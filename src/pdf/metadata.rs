use chrono::NaiveDate;
use serde::{Deserialize, Serialize};

use crate::core::FacturXError;

/// Document type code of a credit note.
const CREDIT_NOTE_CODE: &str = "381";

/// Descriptive PDF metadata written to XMP and the info dictionary.
#[derive(Debug, Clone, Default, PartialEq, Eq, Serialize, Deserialize)]
pub struct PdfMetadata {
    pub title: String,
    pub author: String,
    pub subject: String,
    pub keywords: String,
}

/// The four invoice fields metadata is derived from.
#[derive(Debug, Clone, Default)]
pub struct BaseInfo {
    pub number: Option<String>,
    pub date: Option<NaiveDate>,
    pub seller: Option<String>,
    pub doc_type: Option<String>,
}

impl PdfMetadata {
    pub fn new(
        title: impl Into<String>,
        author: impl Into<String>,
        subject: impl Into<String>,
        keywords: impl Into<String>,
    ) -> Self {
        Self {
            title: title.into(),
            author: author.into(),
            subject: subject.into(),
            keywords: keywords.into(),
        }
    }

    /// Derive title, author, subject and keywords from invoice data.
    pub fn derive(info: &BaseInfo) -> Result<Self, FacturXError> {
        let missing = |field: &str| FacturXError::MissingBaseInfo(field.to_string());
        let number = info.number.as_deref().ok_or_else(|| missing("number"))?;
        let date = info.date.ok_or_else(|| missing("date"))?;
        let seller = info.seller.as_deref().ok_or_else(|| missing("seller"))?;
        let doc_type = info.doc_type.as_deref().ok_or_else(|| missing("doc_type"))?;

        let label = if doc_type.trim() == CREDIT_NOTE_CODE {
            "Refund"
        } else {
            "Invoice"
        };
        Ok(Self {
            title: format!("{seller}: {label} {number}"),
            author: seller.to_string(),
            subject: format!(
                "Factur-X {label} {number} dated {} issued by {seller}",
                date.format("%Y-%m-%d")
            ),
            keywords: format!("{label}, Factur-X"),
        })
    }
}
//! # facturx
//!
//! Factur-X and ZUGFeRD hybrid invoices: read, edit, validate and embed
//! the invoice XML carried inside a PDF/A-3 document.
//!
//! A [`FacturXDocument`] owns the source PDF bytes and a mutable XML tree.
//! Fields are addressed by semantic name (`number`, `seller`,
//! `tax_rate`, …) and resolved through the active [`Flavor`]; writing the
//! PDF rebuilds the embedded file, `/AF`, XMP metadata and info dictionary
//! in memory and serializes once.
//!
//! All amounts use [`rust_decimal::Decimal`], never floating point.
//!
//! ## Quick Start
//!
//! ```no_run
//! use chrono::NaiveDate;
//! use facturx::{FacturXDocument, FlavorKind, Level, WriteOptions};
//! use rust_decimal::Decimal;
//!
//! let mut doc = FacturXDocument::builder()
//!     .flavor(FlavorKind::FacturX)
//!     .level(Level::Basic)
//!     .open("visual-invoice.pdf")?;
//!
//! doc.set("number", "F-2024-001")?;
//! doc.set("date", NaiveDate::from_ymd_opt(2024, 6, 15).unwrap())?;
//! doc.set("seller", "ACME SARL")?;
//! doc.set("amount_total", Decimal::new(11900, 2))?;
//!
//! doc.write_pdf("facturx-invoice.pdf", &WriteOptions::default())?;
//! # Ok::<(), facturx::FacturXError>(())
//! ```
//!
//! ## Feature Flags
//!
//! | Feature | Description |
//! |---------|-------------|
//! | (default) | Library: flavors, fields, validation, PDF embed/extract, export |
//! | `cli` | `facturx` binary with `dump` and `validate` commands |

pub mod core;
pub mod fields;
pub mod flavor;
pub mod pdf;
pub mod validation;
pub mod xml;

mod document;
mod export;

pub use crate::core::{AttachmentStep, CodeList, FacturXError};
pub use document::{FacturXDocument, FacturXDocumentBuilder, PdfInput, WriteOptions, XmlInput};
pub use export::{ExportFormat, ExportValue};
pub use fields::{FieldKind, FieldValue};
pub use flavor::{Flavor, FlavorKind, Level, SchemaValidator, StructuralValidator};
pub use pdf::{Attachment, PdfMetadata, extract_xml};
pub use validation::ValidationReport;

[Problem requirements] Copy back the listing above exactly, but only from the line with "never floating point." through the line with "embed/extract, export |", both ends included.

[Result of this exercise]
//! All amounts use [`rust_decimal::Decimal`], never floating point.
//!
//! ## Quick Start
//!
//! ```no_run
//! use chrono::NaiveDate;
//! use facturx::{FacturXDocument, FlavorKind, Level, WriteOptions};
//! use rust_decimal::Decimal;
//!
//! let mut doc = FacturXDocument::builder()
//!     .flavor(FlavorKind::FacturX)
//!     .level(Level::Basic)
//!     .open("visual-invoice.pdf")?;
//!
//! doc.set("number", "F-2024-001")?;
//! doc.set("date", NaiveDate::from_ymd_opt(2024, 6, 15).unwrap())?;
//! doc.set("seller", "ACME SARL")?;
//! doc.set("amount_total", Decimal::new(11900, 2))?;
//!
//! doc.write_pdf("facturx-invoice.pdf", &WriteOptions::default())?;
//! # Ok::<(), facturx::FacturXError>(())
//! ```
//!
//! ## Feature Flags
//!
//! | Feature | Description |
//! |---------|-------------|
//! | (default) | Library: flavors, fields, validation, PDF embed/extract, export |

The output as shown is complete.